> _Problem description_: Taking the entries below from the top, restate each line exactly and end with the line containing "for (sub, v)".

Records from a data source:
- - - - - - -
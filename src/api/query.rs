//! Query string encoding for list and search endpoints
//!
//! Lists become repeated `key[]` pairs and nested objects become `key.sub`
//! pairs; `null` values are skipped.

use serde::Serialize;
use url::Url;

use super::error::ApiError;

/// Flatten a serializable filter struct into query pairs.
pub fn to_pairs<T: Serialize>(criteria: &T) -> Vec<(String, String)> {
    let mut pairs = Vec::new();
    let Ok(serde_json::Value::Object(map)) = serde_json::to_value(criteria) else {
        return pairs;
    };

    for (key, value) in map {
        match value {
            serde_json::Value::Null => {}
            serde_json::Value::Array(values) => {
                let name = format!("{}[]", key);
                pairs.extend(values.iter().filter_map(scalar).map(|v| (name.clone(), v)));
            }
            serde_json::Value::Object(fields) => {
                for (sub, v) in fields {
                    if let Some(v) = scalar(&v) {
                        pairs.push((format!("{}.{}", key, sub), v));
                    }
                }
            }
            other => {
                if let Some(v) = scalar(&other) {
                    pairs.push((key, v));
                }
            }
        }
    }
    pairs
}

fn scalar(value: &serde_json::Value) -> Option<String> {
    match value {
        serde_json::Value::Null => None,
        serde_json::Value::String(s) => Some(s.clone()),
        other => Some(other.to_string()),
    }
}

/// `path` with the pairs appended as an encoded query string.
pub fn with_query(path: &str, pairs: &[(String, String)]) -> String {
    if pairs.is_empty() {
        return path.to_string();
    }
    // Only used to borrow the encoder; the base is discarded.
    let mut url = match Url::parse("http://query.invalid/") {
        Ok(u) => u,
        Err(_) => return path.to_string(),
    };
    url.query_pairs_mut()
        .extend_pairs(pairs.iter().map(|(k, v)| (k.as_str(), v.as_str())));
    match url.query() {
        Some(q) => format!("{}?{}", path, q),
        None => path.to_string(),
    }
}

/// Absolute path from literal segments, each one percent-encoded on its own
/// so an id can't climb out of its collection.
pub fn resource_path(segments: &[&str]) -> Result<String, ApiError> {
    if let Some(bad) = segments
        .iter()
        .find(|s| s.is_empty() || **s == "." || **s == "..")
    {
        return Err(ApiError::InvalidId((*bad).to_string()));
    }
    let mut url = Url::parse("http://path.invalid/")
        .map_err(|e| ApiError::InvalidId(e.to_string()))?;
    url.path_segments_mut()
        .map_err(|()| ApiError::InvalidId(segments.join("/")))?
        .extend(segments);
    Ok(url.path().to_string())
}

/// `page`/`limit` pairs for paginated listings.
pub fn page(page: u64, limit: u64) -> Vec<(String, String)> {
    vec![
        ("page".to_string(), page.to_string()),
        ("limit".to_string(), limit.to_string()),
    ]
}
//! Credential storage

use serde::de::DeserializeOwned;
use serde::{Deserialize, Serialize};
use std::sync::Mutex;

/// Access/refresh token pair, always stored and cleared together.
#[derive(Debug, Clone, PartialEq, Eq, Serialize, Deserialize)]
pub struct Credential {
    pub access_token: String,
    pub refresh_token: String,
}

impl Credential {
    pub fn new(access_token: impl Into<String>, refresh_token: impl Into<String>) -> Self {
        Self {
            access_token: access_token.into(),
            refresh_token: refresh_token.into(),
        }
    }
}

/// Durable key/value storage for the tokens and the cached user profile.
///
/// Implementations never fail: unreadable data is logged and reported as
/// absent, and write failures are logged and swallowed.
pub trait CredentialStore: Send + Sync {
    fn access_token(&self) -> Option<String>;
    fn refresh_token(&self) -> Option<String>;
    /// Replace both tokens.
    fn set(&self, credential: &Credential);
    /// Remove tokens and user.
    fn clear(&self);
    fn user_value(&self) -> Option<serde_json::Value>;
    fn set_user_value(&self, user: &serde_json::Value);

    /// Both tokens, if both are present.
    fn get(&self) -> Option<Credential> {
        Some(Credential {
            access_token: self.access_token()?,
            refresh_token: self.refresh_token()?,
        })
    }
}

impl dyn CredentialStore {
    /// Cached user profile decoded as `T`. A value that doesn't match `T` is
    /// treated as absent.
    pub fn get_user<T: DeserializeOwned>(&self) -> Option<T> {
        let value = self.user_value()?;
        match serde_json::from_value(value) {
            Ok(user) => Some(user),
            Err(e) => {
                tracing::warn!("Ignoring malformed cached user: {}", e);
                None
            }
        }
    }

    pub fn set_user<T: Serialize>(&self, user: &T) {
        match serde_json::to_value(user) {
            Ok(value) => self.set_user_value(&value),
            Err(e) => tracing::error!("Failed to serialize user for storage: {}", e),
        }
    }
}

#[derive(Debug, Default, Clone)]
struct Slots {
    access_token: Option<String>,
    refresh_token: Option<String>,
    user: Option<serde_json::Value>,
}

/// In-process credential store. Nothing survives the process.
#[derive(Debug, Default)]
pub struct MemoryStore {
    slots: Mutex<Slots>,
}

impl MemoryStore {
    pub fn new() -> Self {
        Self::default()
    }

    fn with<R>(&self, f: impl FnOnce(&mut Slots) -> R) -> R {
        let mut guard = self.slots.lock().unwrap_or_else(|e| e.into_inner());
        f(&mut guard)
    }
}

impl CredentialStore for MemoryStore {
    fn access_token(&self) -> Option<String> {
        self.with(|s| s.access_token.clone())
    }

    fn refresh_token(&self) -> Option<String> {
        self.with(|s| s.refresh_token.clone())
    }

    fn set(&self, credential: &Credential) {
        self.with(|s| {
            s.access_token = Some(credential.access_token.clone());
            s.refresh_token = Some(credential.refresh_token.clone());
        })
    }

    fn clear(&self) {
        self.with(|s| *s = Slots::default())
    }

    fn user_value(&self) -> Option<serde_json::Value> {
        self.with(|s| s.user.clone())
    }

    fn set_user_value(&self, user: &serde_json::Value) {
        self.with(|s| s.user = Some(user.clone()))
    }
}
- - - - - - -
> _Exercise response_:
filename src/api/query.rs
//! Query string encoding for list and search endpoints
//!
//! Lists become repeated `key[]` pairs and nested objects become `key.sub`
//! pairs; `null` values are skipped.

use serde::Serialize;
use url::Url;

use super::error::ApiError;

/// Flatten a serializable filter struct into query pairs.
pub fn to_pairs<T: Serialize>(criteria: &T) -> Vec<(String, String)> {
    let mut pairs = Vec::new();
    let Ok(serde_json::Value::Object(map)) = serde_json::to_value(criteria) else {
        return pairs;
    };

    for (key, value) in map {
        match value {
            serde_json::Value::Null => {}
            serde_json::Value::Array(values) => {
                let name = format!("{}[]", key);
                pairs.extend(values.iter().filter_map(scalar).map(|v| (name.clone(), v)));
            }
            serde_json::Value::Object(fields) => {
                for (sub, v) in fields {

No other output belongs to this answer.